Eating For Your Brain: Brain Foods Discovered

Although a lot of people consider great reasons to maintain a healthy diet, brain health is hardly ever part of the equation. Many people discount concentration and memory problems as ‘getting older’, or perhaps ‘just how I am’, not realizing that the brain is dependent upon essential nutrients to work properly, much like your heart and muscles. Introducing brain foods in your daily diet can help with memory loss, concentration, mood fluctuations and even anxiety.

The first step towards eating for a healthy brain can be to identify exactly what nutritional supplements your brain must have, and what may be lacking if you are having processing or mental health issues. People experiencing learning disorders, such as ADD and slow processing, may benefit from adding Omega 3 to their diet. Omega 3 is believed to safeguard against developing mood disorders, including depression, and may help individuals who suffer from depressive disorders improve.

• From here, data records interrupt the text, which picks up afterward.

#[cfg(test)]
mod tests {
    use super::*;
    use crate::domain::keys::{SigningKey, VerifyingKey};
    use crate::domain::rules::ActionPattern;
    use fl_01_envelope::{ErrorFrame, Payload, Request, SignatureAlgorithm};
    use shared_crypto::{Ed25519KeyPair, HmacKey};
    use shared_types::ErrorCode;

    fn hmac_store(id: &str, secret: &[u8]) -> KeyStore {
        let mut keys = KeyStore::new();
        keys.add_signing_key(id, SigningKey::Hmac(HmacKey::new(secret.to_vec()).unwrap()));
        keys
    }

    fn request(action: &str, payload: &str) -> Envelope {
        Envelope::Request(
            Request::new(action, Payload::from_json_str(payload).unwrap()).with_correlation_id("1"),
        )
    }

    fn policy(requirement: SignatureRequirement, keys: KeyStore) -> SignaturePolicy {
        SignaturePolicy::new(PolicySnapshot {
            rules: vec![SignatureRule::new(ActionPattern::Any, requirement)],
            default_requirement: SignatureRequirement::None,
            keys,
        })
    }

    #[test]
    fn test_default_none_passes_untouched() {
        let policy = SignaturePolicy::permissive();
        let mut envelope = request("Heartbeat", "{}");
        let before = envelope.clone();

        assert_eq!(policy.evaluate(&mut envelope, "Heartbeat", Direction::Outgoing), SignResult::Pass);
        assert_eq!(policy.evaluate(&mut envelope, "Heartbeat", Direction::Incoming), SignResult::Pass);
        assert_eq!(envelope, before);
    }

    #[test]
    fn test_default_requirement_is_overridable() {
        let policy = SignaturePolicy::new(PolicySnapshot {
            keys: hmac_store("k", b"secret"),
            ..PolicySnapshot::default()
        });
        policy.set_default_requirement(SignatureRequirement::Verify);

        let mut unsigned = request("Heartbeat", "{}");
        assert!(!policy.evaluate(&mut unsigned, "Heartbeat", Direction::Incoming).is_pass());
    }

    #[test]
    fn test_sign_then_verify() {
        let policy = policy(SignatureRequirement::SignAndVerify, hmac_store("k", b"secret"));
        let mut envelope = request("Reset", r#"{"type":"Immediate"}"#);

        assert!(policy.evaluate(&mut envelope, "Reset", Direction::Outgoing).is_pass());
        assert_eq!(envelope.signatures().len(), 1);
        assert_eq!(envelope.signatures()[0].algorithm, SignatureAlgorithm::HmacSha256);

        assert!(policy.evaluate(&mut envelope, "Reset", Direction::Incoming).is_pass());
    }

    #[test]
    fn test_verification_survives_reformatting() {
        let policy = policy(SignatureRequirement::SignAndVerify, hmac_store("k", b"secret"));
        let mut signed = request("Reset", r#"{"b":1,"a":2}"#);
        assert!(policy.evaluate(&mut signed, "Reset", Direction::Outgoing).is_pass());

        let mut reformatted = request("Reset", r#"{ "a": 2, "b": 1 }"#);
        reformatted.header_mut().signatures = signed.signatures().to_vec();
        assert!(policy.evaluate(&mut reformatted, "Reset", Direction::Incoming).is_pass());
    }

    #[test]
    fn test_tampered_payload_fails() {
        let policy = policy(SignatureRequirement::SignAndVerify, hmac_store("k", b"secret"));
        let mut signed = request("Reset", r#"{"type":"Immediate"}"#);
        assert!(policy.evaluate(&mut signed, "Reset", Direction::Outgoing).is_pass());

        let mut tampered = request("Reset", r#"{"type":"OnIdle"}"#);
        tampered.header_mut().signatures = signed.signatures().to_vec();
        assert!(matches!(
            policy.evaluate(&mut tampered, "Reset", Direction::Incoming),
            SignResult::Fail(_)
        ));
    }

    #[test]
    fn test_missing_signature_fails() {
        let policy = policy(SignatureRequirement::Verify, hmac_store("k", b"secret"));
        let mut envelope = request("Reset", "{}");
        assert_eq!(
            policy.evaluate(&mut envelope, "Reset", Direction::Incoming),
            SignResult::Fail("message is not signed".into())
        );
    }

    #[test]
    fn test_failure_has_no_side_effects() {
        let mut rules_policy = PolicySnapshot {
            rules: vec![SignatureRule::new(ActionPattern::Any, SignatureRequirement::Sign)
                .with_keys(vec!["k".into(), "absent".into()])],
            default_requirement: SignatureRequirement::None,
            keys: hmac_store("k", b"secret"),
        };
        let policy = SignaturePolicy::new(rules_policy.clone());
        let mut envelope = request("Reset", "{}");
        let before = envelope.clone();

        assert!(!policy.evaluate(&mut envelope, "Reset", Direction::Outgoing).is_pass());
        assert_eq!(envelope, before);

        rules_policy.keys = KeyStore::new();
        rules_policy.rules[0].keys.clear();
        let policy = SignaturePolicy::new(rules_policy);
        assert_eq!(
            policy.evaluate(&mut envelope, "Reset", Direction::Outgoing),
            SignResult::Fail("no signing key configured".into())
        );
        assert_eq!(envelope, before);
    }

    #[test]
    fn test_untrusted_key_rejected() {
        let mut keys = hmac_store("a", b"one");
        keys.add_signing_key("b", SigningKey::Hmac(HmacKey::new(b"two".to_vec()).unwrap()));
        let snapshot = PolicySnapshot {
            rules: vec![
                SignatureRule::new(ActionPattern::Any, SignatureRequirement::Sign)
                    .with_keys(vec!["b".into()])
                    .for_kind(MessageKind::Request),
                SignatureRule::new(ActionPattern::Any, SignatureRequirement::Verify)
                    .with_keys(vec!["a".into()]),
            ],
            default_requirement: SignatureRequirement::None,
            keys,
        };
        let signer = SignaturePolicy::new(snapshot.clone());
        let mut envelope = request("Reset", "{}");
        assert!(signer.evaluate(&mut envelope, "Reset", Direction::Outgoing).is_pass());

        // Verify with the second rule only: signed by "b", rule accepts "a".
        let verifier = SignaturePolicy::new(PolicySnapshot {
            rules: snapshot.rules[1..].to_vec(),
            ..snapshot
        });
        assert!(matches!(
            verifier.evaluate(&mut envelope, "Reset", Direction::Incoming),
            SignResult::Fail(reason) if reason.contains("not accepted")
        ));
    }

    #[test]
    fn test_first_rule_wins_over_default() {
        let policy = SignaturePolicy::new(PolicySnapshot {
            rules: vec![SignatureRule::new(
                ActionPattern::Exact("Heartbeat".into()),
                SignatureRequirement::None,
            )],
            default_requirement: SignatureRequirement::Verify,
            keys: KeyStore::new(),
        });

        let mut heartbeat = request("Heartbeat", "{}");
        assert!(policy.evaluate(&mut heartbeat, "Heartbeat", Direction::Incoming).is_pass());
        let mut reset = request("Reset", "{}");
        assert!(!policy.evaluate(&mut reset, "Reset", Direction::Incoming).is_pass());
    }

    #[test]
    fn test_ed25519_trust() {
        let pair = Ed25519KeyPair::from_seed([9u8; 32]);
        let mut signer_keys = KeyStore::new();
        signer_keys.add_signing_key("csms", SigningKey::Ed25519(pair.clone()));
        let mut verifier_keys = KeyStore::new();
        verifier_keys.add_trusted_key("csms", VerifyingKey::Ed25519(pair.public_key()));

        let signer = policy(SignatureRequirement::Sign, signer_keys);
        let verifier = policy(SignatureRequirement::Verify, verifier_keys);

        let mut envelope = request("UpdateFirmware", r#"{"url":"x"}"#);
        assert!(signer.evaluate(&mut envelope, "UpdateFirmware", Direction::Outgoing).is_pass());
        assert!(verifier.evaluate(&mut envelope, "UpdateFirmware", Direction::Incoming).is_pass());
    }

    #[test]
    fn test_resign_replaces_own_signature() {
        let policy = policy(SignatureRequirement::Sign, hmac_store("k", b"secret"));
        let mut envelope = request("Reset", "{}");
        assert!(policy.evaluate(&mut envelope, "Reset", Direction::Outgoing).is_pass());
        assert!(policy.evaluate(&mut envelope, "Reset", Direction::Outgoing).is_pass());
        assert_eq!(envelope.signatures().len(), 1);
    }

    #[test]
    fn test_error_frames_signed_by_kind_rule() {
        let policy = SignaturePolicy::new(PolicySnapshot {
            rules: vec![SignatureRule::new(ActionPattern::Any, SignatureRequirement::Sign)
                .for_kind(MessageKind::RequestError)],
            default_requirement: SignatureRequirement::None,
            keys: hmac_store("k", b"secret"),
        });
        let mut error = Envelope::RequestError(ErrorFrame::new("9", ErrorCode::Filtered, "no"));
        assert!(policy.evaluate(&mut error, "Reset", Direction::Outgoing).is_pass());
        assert_eq!(error.signatures().len(), 1);

        let mut plain = request("Reset", "{}");
        assert!(policy.evaluate(&mut plain, "Reset", Direction::Outgoing).is_pass());
        assert!(plain.signatures().is_empty());
    }

    #[test]
    fn test_rotation_swaps_snapshot() {
        let policy = policy(SignatureRequirement::SignAndVerify, hmac_store("k", b"old"));
        let held = policy.snapshot();

        let mut envelope = request("Reset", "{}");
        assert!(policy.evaluate(&mut envelope, "Reset", Direction::Outgoing).is_pass());

        policy.rotate_keys(hmac_store("k", b"new"));
        assert!(!policy.evaluate(&mut envelope, "Reset", Direction::Incoming).is_pass());

        // A snapshot taken before rotation is unaffected.
        assert!(held.keys.signing_key("k").is_some());
        assert_eq!(held.rules.len(), 1);
    }

    #[test]
    fn test_from_config_rejects_unknown_rule_key() {
        let config: SignaturesConfig = serde_json::from_str(
            r#"{"rules":[{"action":"*","requirement":"Sign","keys":["ghost"]}]}"#,
        )
        .unwrap();
        assert!(matches!(
            SignaturePolicy::from_config(&config),
            Err(PolicyError::UnknownKey(id)) if id == "ghost"
        ));
    }

    #[test]
    fn test_sign_reply_degrades_to_security_error() {
        // Sign required but no keys configured.
        let policy = policy(SignatureRequirement::Sign, KeyStore::new());
        let request = Request::new("Reset", Payload::empty()).with_correlation_id("9");
        let local = shared_types::NodeId::new("relay").unwrap();
        let reply = Envelope::Response(request.reply(&local, Payload::empty()));

        match policy.sign_reply(reply, "Reset") {
            Envelope::RequestError(error) => {
                assert_eq!(error.code, ErrorCode::SecurityError);
                assert_eq!(error.correlation_id.as_str(), "9");
                assert_eq!(error.header.path.hops(), [local].as_slice());
            }
            other => panic!("unexpected reply: {other:?}"),
        }
    }
}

There are a lot of natural supplies of Omega 3. Fatty freshwater seafood, like Salmon, are one of the best sources of Omega-3. Alternative sources include walnuts, wild rice & canola oil are all natural sources of Omega-3. Dietary supplements are also available that may help increase intake faster and increase your brain performance.

Another significant nutrient needed by the human brain are B Vitamins. B1, b6 & B12 are all very important to effective brain function. Deficiencies in B6 could lead to excessive mood swings, frustration or depression, while a B12 deficiency can present with hallucinations & lead to brain shrinkage. Adding foods loaded with B vitamins is crucial to helping your brain perform at it’s best.

Finding natural sources of B vitamins is not really tough. Cereal products, beef, poultry, clams, and beef liver are good options for B vitamins. Dark leafy greens, papayas as well as oranges tend to be abundant with B6 too and can be easily included in just about any diet. B-12 however is found mainly in animal products, and soy or rice milk.

B1 may be the least mentioned B vitamin, but is very important likewise. B1 assists in maintaining the central nervous system and acts as a neurotransmitter in the human brain, making it essential to learning memory. Sources include corn, fish & a few breakfast cereals.

Maintaining your mental function and brain well-being is just as important as good cardiovascular health. Consuming the right food along with supplementing what you eat will help improve your memory, lower anxiety and help lessen the symptoms of ADD.